Sem acordo de delação premiada, o empresário Daniel
Vorcaro e o ex-presidente do BRB, Paulo Henrique Costa, passam a avaliar a
confissão espontânea como principal alternativa jurídica para tentar reduzir
eventual pena.
A estratégia surge como possibilidade dentro do
processo, já que ambos permanecem presos preventivamente e ainda não foram
julgados nem condenados.
Diferentemente da delação premiada, a confissão não
exige a indicação de outros envolvidos. O réu apenas reconhece sua própria
participação nos fatos investigados, o que pode ser considerado pelo juiz na
dosimetria da pena.
A medida está prevista no artigo 65 do Código Penal,
que trata das circunstâncias atenuantes.

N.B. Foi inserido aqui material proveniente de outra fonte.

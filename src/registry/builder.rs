//! Registry construction.

use std::collections::{HashMap, HashSet};
use std::sync::Arc;

use crate::config::Settings;
use crate::error::{RecipedexError, Result};
use crate::ingredient::{Ingredient, IngredientRegistry};
use crate::plugin::{PluginChain, RegistryPlugin};
use crate::recipe::{HandlerResolver, Recipe, RecipeCategory, RecipeHandler};
use crate::vanilla::FluidBlocks;

use super::{
    LoadReport, RecipeClickableArea, RecipeIndex, RecipeRegistry, RecipeTransferHandler,
    TransferHandlers,
};

/// Collects everything a [`RecipeRegistry`] is built from.
///
/// Categories, handlers, plugins, transfer handlers and clickable areas keep
/// their registration order. Recipes given here are added after everything
/// else is in place, and their [`LoadReport`] is kept on the registry.
pub struct RecipeRegistryBuilder {
    ingredients: IngredientRegistry,
    settings: Settings,
    categories: Vec<RecipeCategory>,
    handlers: Vec<Arc<dyn RecipeHandler>>,
    plugins: Vec<Arc<dyn RegistryPlugin>>,
    crafting_items: Vec<(String, Ingredient)>,
    transfer_handlers: Vec<(String, Arc<dyn RecipeTransferHandler>)>,
    clickable_areas: Vec<(String, RecipeClickableArea)>,
    fluid_blocks: FluidBlocks,
    recipes: Vec<Arc<dyn Recipe>>,
}

impl RecipeRegistryBuilder {
    pub fn new(ingredients: IngredientRegistry) -> Self {
        Self {
            ingredients,
            settings: Settings::default(),
            categories: Vec::new(),
            handlers: Vec::new(),
            plugins: Vec::new(),
            crafting_items: Vec::new(),
            transfer_handlers: Vec::new(),
            clickable_areas: Vec::new(),
            fluid_blocks: FluidBlocks::default(),
            recipes: Vec::new(),
        }
    }

    pub fn settings(mut self, settings: Settings) -> Self {
        self.settings = settings;
        self
    }

    pub fn category(mut self, category: RecipeCategory) -> Self {
        self.categories.push(category);
        self
    }

    pub fn categories(mut self, categories: impl IntoIterator<Item = RecipeCategory>) -> Self {
        self.categories.extend(categories);
        self
    }

    pub fn handler(mut self, handler: Arc<dyn RecipeHandler>) -> Self {
        self.handlers.push(handler);
        self
    }

    /// Append a plugin. Plugins are queried after the internal plugin, in
    /// the order they were added.
    pub fn plugin(mut self, plugin: Arc<dyn RegistryPlugin>) -> Self {
        self.plugins.push(plugin);
        self
    }

    /// Link an ingredient to a category as a crafting item.
    pub fn crafting_item(mut self, category_uid: impl Into<String>, item: Ingredient) -> Self {
        self.crafting_items.push((category_uid.into(), item));
        self
    }

    pub fn transfer_handler(
        mut self,
        category_uid: impl Into<String>,
        handler: Arc<dyn RecipeTransferHandler>,
    ) -> Self {
        self.transfer_handlers.push((category_uid.into(), handler));
        self
    }

    pub fn clickable_area(
        mut self,
        container: impl Into<String>,
        area: RecipeClickableArea,
    ) -> Self {
        self.clickable_areas.push((container.into(), area));
        self
    }

    pub fn fluid_blocks(mut self, fluid_blocks: FluidBlocks) -> Self {
        self.fluid_blocks = fluid_blocks;
        self
    }

    pub fn recipe(mut self, recipe: Arc<dyn Recipe>) -> Self {
        self.recipes.push(recipe);
        self
    }

    pub fn recipes(mut self, recipes: impl IntoIterator<Item = Arc<dyn Recipe>>) -> Self {
        self.recipes.extend(recipes);
        self
    }

    /// Build the registry and add the collected recipes.
    ///
    /// # Errors
    ///
    /// Fails on setup mistakes: a duplicate category UID, a crafting item for
    /// an unknown category, or a crafting item of an ingredient type with no
    /// helper. Problems with individual recipes never fail the build.
    pub fn build(self) -> Result<RecipeRegistry> {
        let mut seen = HashSet::new();
        for category in &self.categories {
            if !seen.insert(category.uid()) {
                return Err(RecipedexError::DuplicateCategory {
                    uid: category.uid().to_string(),
                });
            }
        }

        let mut index = RecipeIndex::new(Arc::new(self.ingredients), self.categories);
        for (uid, item) in self.crafting_items {
            index.add_crafting_item(&uid, item)?;
        }

        let mut plugins = PluginChain::new(self.settings.slow_lookup_threshold());
        for plugin in self.plugins {
            plugins.push(plugin);
        }

        let mut transfer_handlers = TransferHandlers::new();
        for (uid, handler) in self.transfer_handlers {
            transfer_handlers.register(&uid, handler);
        }

        let mut clickable_areas: HashMap<String, Vec<RecipeClickableArea>> = HashMap::new();
        for (container, area) in self.clickable_areas {
            clickable_areas.entry(container).or_default().push(area);
        }

        let mut registry = RecipeRegistry {
            settings: self.settings,
            index,
            handlers: HandlerResolver::new(self.handlers),
            plugins,
            recipes: HashMap::new(),
            unhandled_classes: HashSet::new(),
            transfer_handlers,
            clickable_areas,
            fluid_blocks: self.fluid_blocks,
            load_report: LoadReport::new(),
        };
        registry.load_report = registry.add_recipes(self.recipes);
        Ok(registry)
    }
}

#[cfg(test)]
mod tests {
    use super::*;
    use crate::vanilla::{default_ingredient_registry, ItemStack, ItemStackHelper};

    fn builder() -> RecipeRegistryBuilder {
        RecipeRegistry::builder(default_ingredient_registry(ItemStackHelper::new()))
    }

    #[test]
    fn empty_registry_builds() {
        let registry = builder().build().unwrap();
        assert_eq!(registry.recipe_count(), 0);
        assert!(registry.recipe_categories().is_empty());
        assert_eq!(registry.plugin_names(), vec!["internal"]);
        assert_eq!(registry.load_report().total(), 0);
    }

    #[test]
    fn duplicate_category_uid_fails() {
        let result = builder()
            .category(RecipeCategory::new("smelting", "Smelting"))
            .category(RecipeCategory::new("smelting", "Smelting Again"))
            .build();
        assert!(matches!(
            result,
            Err(RecipedexError::DuplicateCategory { uid }) if uid == "smelting"
        ));
    }

    #[test]
    fn crafting_item_for_unknown_category_fails() {
        let result = builder()
            .crafting_item("smelting", Ingredient::new(ItemStack::new("minecraft:furnace")))
            .build();
        assert!(matches!(result, Err(RecipedexError::UnknownCategory { .. })));
    }

    #[test]
    fn crafting_item_without_helper_fails() {
        let result = builder()
            .category(RecipeCategory::new("smelting", "Smelting"))
            .crafting_item("smelting", Ingredient::new(42u64))
            .build();
        assert!(matches!(
            result,
            Err(RecipedexError::UnknownIngredientType { .. })
        ));
    }

    #[test]
    fn settings_are_kept() {
        let settings = Settings {
            debug_mode: true,
            ..Settings::default()
        };
        let registry = builder().settings(settings.clone()).build().unwrap();
        assert_eq!(registry.settings(), &settings);
    }
}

A legislação estabelece que a
confissão espontânea pode reduzir a pena aplicada pelo magistrado, a depender
do caso concreto.
A jurisprudência do Superior Tribunal de Justiça
também reforça esse entendimento, por meio da Súmula 545, segundo a qual a
confissão pode ser reconhecida como atenuante mesmo quando parcial ou
acompanhada de outras provas, desde que contribua para a formação da convicção
do julgador.
O caso segue sob relatoria do ministro André
Mendonça, que conduz o inquérito no âmbito do Supremo Tribunal Federal. Os
investigados permanecem presos preventivamente enquanto o processo avança.